Tuesday, February 19, 2019

Treating Any Believers as Extremists Undermines Sense of Security of All Others, Sibiryeva Says

Paul Goble

            Staunton, February 17 – Russian authorities have charged as extremists only followers of non-traditional religions like the Jehovah’s Witnesses, Olga Sibiryeva says, but the logic they are using these cases not only contradicts good sense but also undermines the sense of security the followers of other believers, including traditional ones, have.

            Speaking to a conference on religious affairs at Moscow’s Institute of Europe, the SOVA expert argues that the authorities’ use of the Yarovaya anti-extemism laws against believers on the grounds that the assertion by them that such people are extremists because they hold that their religion is true and thus other religions are false is absurd and dangerous.

            That is because religions are based on the assumption that they are true, Sibiryeva says; and consequently, all are at risk under this interpretation of Russian law of being “extremist” (sclj.ru/news/detail.php?SECTION_ID=487&ELEMENT_ID=8018&fbclid=IwAR3e6VmpyrKjEidzRzem8LOX93A37Cz2MXOTMUYBqesX59pqaEokhLZ4QiA).

                To date, officials have not applied the anti-extremism law to followers of the four traditional faiths; but the attack on the Jehovah’s Witnesses has led to criticism of other “non-traditional” religions, opening the way attacks on them and calling into question the idea that religious belief itself is protected in Russia.

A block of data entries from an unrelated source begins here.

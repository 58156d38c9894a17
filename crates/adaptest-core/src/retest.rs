//! Retest eligibility.

use chrono::{DateTime, Duration, Utc};
use serde::{Deserialize, Serialize};

use crate::model::LevelRecord;

/// When a learner may take another assessment.
#[derive(Debug, Clone, Copy, PartialEq, Eq)]
pub struct RetestPolicy {
    /// Time that must pass after the last assessment.
    pub interval: Duration,
    /// Completed activities that unlock a retest early.
    pub activity_threshold: u32,
}

impl Default for RetestPolicy {
    fn default() -> Self {
        Self {
            interval: Duration::days(14),
            activity_threshold: 8,
        }
    }
}

/// Eligibility decision plus the dates behind it.
#[derive(Debug, Clone, PartialEq, Serialize, Deserialize)]
pub struct RetestEligibility {
    pub eligible: bool,
    pub last_assessed_at: Option<DateTime<Utc>>,
    pub activities_completed: u32,
    pub next_eligible_at: DateTime<Utc>,
}

/// Decide whether a learner may re-assess at `now`.
///
/// Eligible with no prior record, once strictly more than the interval has
/// elapsed, or once the activity threshold is met. An interval that runs
/// past the representable calendar never unlocks by time; `next_eligible_at`
/// saturates at [`DateTime::<Utc>::MAX_UTC`].
pub fn evaluate_retest_eligibility(
    last: Option<&LevelRecord>,
    activities_completed: u32,
    policy: &RetestPolicy,
    now: DateTime<Utc>,
) -> RetestEligibility {
    let Some(last) = last else {
        return RetestEligibility {
            eligible: true,
            last_assessed_at: None,
            activities_completed,
            next_eligible_at: now,
        };
    };

    let unlocks_at = last.created_at.checked_add_signed(policy.interval);
    let eligible_by_time = unlocks_at.is_some_and(|at| now > at);
    let eligible = eligible_by_time || activities_completed >= policy.activity_threshold;

    RetestEligibility {
        eligible,
        last_assessed_at: Some(last.created_at),
        activities_completed,
        next_eligible_at: unlocks_at.unwrap_or(DateTime::<Utc>::MAX_UTC),
    }
}

#[cfg(test)]
mod tests {
    use super::*;
    use crate::model::{AssessmentSource, Level, TopicProfile};
    use chrono::TimeZone;

    fn record_at(created_at: DateTime<Utc>) -> LevelRecord {
        LevelRecord {
            subject_id: "s1".into(),
            source: AssessmentSource::Placement,
            level: Level::L2,
            score_percent: 48.0,
            topics_profile: TopicProfile::new(),
            weak_topics: vec![],
            created_at,
        }
    }

    fn t0() -> DateTime<Utc> {
        Utc.with_ymd_and_hms(2026, 9, 1, 8, 0, 0).unwrap()
    }

    #[test]
    fn no_record_is_always_eligible() {
        let policy = RetestPolicy::default();
        for activities in [0, 3, 100] {
            let result = evaluate_retest_eligibility(None, activities, &policy, t0());
            assert!(result.eligible);
            assert_eq!(result.next_eligible_at, t0());
            assert!(result.last_assessed_at.is_none());
        }
    }

    #[test]
    fn interval_must_be_strictly_exceeded() {
        let policy = RetestPolicy::default();
        let record = record_at(t0());

        let at_boundary = t0() + Duration::days(14);
        let result = evaluate_retest_eligibility(Some(&record), 0, &policy, at_boundary);
        assert!(!result.eligible);
        assert_eq!(result.next_eligible_at, at_boundary);

        let after = at_boundary + Duration::seconds(1);
        assert!(evaluate_retest_eligibility(Some(&record), 0, &policy, after).eligible);
    }

    #[test]
    fn activity_threshold_unlocks_early() {
        let policy = RetestPolicy::default();
        let record = record_at(t0());
        let soon = t0() + Duration::days(2);
        assert!(!evaluate_retest_eligibility(Some(&record), 7, &policy, soon).eligible);
        let result = evaluate_retest_eligibility(Some(&record), 8, &policy, soon);
        assert!(result.eligible);
        assert_eq!(result.next_eligible_at, t0() + Duration::days(14));
    }

    #[test]
    fn custom_policy() {
        let policy = RetestPolicy {
            interval: Duration::days(1),
            activity_threshold: 2,
        };
        let record = record_at(t0());
        assert!(evaluate_retest_eligibility(Some(&record), 0, &policy, t0() + Duration::hours(25)).eligible);
        assert!(evaluate_retest_eligibility(Some(&record), 2, &policy, t0()).eligible);
    }

    #[test]
    fn oversized_interval_never_unlocks_by_time() {
        let policy = RetestPolicy {
            interval: Duration::MAX,
            activity_threshold: 8,
        };
        let record = record_at(t0());
        let far = t0() + Duration::days(365 * 1000);

        let result = evaluate_retest_eligibility(Some(&record), 0, &policy, far);
        assert!(!result.eligible);
        assert_eq!(result.next_eligible_at, DateTime::<Utc>::MAX_UTC);
        assert!(evaluate_retest_eligibility(Some(&record), 8, &policy, far).eligible);
    }
}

            And the fact that the technology of banning the Jehovah’s Witnesses was originally developed for use against Muslim groups, whose literature has been banned as extremist, shows how easily extremist laws can be extended from one group to another, even if the believers involved are considered part of a “traditional” faith.

            The February 14th session to which Sibiryeva spoke attracted a wide range of Russian and European experts who discussed how Russian laws should be changed so that this danger is reduced if not eliminated.  They proposed that Russian law be brought into line with European practice.

            Most importantly, they argued that no one should be charged with extremism because of their belief in the truthfulness of their religion. Such confidence should not be the subject of legal sanction unless it leads to violent actions against other groups. Only if that confidence is restored by changes in law can all believers have confidence they too will not run afoul of the law.